[Stored data entries]
————
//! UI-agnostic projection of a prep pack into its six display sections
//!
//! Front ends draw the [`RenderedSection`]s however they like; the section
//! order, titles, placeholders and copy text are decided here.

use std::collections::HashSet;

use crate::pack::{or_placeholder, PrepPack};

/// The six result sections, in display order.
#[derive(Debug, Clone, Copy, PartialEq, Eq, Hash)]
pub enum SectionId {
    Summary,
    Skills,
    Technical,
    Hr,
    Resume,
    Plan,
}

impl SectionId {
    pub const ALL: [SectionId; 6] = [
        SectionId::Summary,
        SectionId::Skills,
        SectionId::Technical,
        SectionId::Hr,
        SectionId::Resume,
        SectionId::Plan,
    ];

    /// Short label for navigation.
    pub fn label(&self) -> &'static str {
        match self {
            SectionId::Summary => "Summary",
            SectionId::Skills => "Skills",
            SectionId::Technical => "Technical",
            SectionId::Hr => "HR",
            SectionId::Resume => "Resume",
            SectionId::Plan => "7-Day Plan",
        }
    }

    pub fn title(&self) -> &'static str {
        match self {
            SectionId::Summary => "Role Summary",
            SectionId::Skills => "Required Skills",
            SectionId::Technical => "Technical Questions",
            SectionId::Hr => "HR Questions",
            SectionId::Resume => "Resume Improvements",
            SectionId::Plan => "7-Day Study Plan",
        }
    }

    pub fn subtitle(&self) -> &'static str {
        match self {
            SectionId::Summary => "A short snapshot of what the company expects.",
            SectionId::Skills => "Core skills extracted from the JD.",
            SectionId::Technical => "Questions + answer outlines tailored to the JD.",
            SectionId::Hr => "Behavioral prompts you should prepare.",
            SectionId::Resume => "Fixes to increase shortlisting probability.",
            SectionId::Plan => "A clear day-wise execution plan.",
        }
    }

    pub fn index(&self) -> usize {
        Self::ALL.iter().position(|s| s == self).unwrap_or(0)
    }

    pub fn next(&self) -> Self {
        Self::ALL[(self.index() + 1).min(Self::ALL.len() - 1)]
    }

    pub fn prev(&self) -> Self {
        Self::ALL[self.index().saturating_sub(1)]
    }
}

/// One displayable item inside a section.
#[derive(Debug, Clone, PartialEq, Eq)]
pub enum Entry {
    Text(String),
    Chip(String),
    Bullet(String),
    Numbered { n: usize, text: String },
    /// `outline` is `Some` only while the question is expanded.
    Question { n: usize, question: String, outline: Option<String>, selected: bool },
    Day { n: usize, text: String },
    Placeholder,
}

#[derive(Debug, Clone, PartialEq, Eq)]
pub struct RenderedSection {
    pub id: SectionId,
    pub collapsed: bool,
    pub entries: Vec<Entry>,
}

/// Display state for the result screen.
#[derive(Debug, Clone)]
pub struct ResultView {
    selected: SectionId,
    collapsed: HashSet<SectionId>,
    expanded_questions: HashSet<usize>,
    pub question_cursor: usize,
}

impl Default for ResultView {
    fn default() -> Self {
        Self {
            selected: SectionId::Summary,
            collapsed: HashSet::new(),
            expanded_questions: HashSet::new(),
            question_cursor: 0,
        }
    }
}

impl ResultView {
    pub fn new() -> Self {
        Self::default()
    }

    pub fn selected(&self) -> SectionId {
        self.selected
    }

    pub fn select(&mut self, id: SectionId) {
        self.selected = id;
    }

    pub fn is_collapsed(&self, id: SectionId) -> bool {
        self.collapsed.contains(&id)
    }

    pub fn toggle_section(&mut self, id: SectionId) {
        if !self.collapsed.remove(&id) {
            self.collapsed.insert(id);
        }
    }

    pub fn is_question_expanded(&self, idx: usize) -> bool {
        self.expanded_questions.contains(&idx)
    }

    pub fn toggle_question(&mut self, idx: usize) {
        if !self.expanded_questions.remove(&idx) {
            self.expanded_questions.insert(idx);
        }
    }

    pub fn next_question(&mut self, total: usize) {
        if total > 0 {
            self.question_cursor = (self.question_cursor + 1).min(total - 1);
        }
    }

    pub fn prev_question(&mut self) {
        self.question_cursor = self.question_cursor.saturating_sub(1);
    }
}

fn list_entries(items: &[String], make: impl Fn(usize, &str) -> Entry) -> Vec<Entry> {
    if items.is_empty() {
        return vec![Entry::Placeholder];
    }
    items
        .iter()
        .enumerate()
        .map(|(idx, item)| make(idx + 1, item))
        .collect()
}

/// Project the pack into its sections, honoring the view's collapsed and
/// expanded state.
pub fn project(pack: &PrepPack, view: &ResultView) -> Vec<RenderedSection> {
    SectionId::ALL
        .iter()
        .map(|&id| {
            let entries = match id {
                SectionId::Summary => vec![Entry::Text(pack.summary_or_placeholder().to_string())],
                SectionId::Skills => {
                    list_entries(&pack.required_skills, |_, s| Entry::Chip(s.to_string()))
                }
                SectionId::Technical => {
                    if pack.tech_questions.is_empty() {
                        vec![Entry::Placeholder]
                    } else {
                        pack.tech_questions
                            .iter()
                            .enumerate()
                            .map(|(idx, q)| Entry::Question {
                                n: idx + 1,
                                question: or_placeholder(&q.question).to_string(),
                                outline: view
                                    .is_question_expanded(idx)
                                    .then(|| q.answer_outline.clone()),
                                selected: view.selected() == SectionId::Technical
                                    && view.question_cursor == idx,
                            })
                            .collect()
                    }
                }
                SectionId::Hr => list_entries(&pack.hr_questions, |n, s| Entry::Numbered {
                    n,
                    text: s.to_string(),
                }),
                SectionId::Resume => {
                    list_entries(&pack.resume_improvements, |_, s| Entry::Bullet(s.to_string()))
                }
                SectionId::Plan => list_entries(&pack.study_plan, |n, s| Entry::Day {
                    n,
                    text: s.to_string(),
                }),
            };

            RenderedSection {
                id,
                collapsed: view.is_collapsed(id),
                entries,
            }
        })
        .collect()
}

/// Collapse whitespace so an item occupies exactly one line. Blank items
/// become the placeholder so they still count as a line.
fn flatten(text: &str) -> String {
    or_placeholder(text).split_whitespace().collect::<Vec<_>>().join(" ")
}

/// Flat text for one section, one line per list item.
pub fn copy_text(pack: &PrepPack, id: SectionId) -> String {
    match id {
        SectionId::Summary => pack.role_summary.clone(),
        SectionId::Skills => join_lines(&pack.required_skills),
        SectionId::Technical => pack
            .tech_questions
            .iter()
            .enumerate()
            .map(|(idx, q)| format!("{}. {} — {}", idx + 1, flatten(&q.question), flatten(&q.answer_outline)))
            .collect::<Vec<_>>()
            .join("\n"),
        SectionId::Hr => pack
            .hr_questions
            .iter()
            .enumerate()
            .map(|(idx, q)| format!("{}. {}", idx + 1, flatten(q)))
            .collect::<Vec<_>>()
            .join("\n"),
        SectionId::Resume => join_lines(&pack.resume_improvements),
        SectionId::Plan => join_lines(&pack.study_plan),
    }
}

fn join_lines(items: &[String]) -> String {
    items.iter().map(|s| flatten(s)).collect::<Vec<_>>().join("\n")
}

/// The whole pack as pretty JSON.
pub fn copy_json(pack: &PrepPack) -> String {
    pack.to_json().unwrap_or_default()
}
————
* _WORK REQUEST_:
Print the first line of the records above and each line after it, exactly, through the line with "use std::collections::HashSet;".

* _EXERCISE OUTPUT_:
//! UI-agnostic projection of a prep pack into its six display sections
//!
//! Front ends draw the [`RenderedSection`]s however they like; the section
//! order, titles, placeholders and copy text are decided here.

use std::collections::HashSet;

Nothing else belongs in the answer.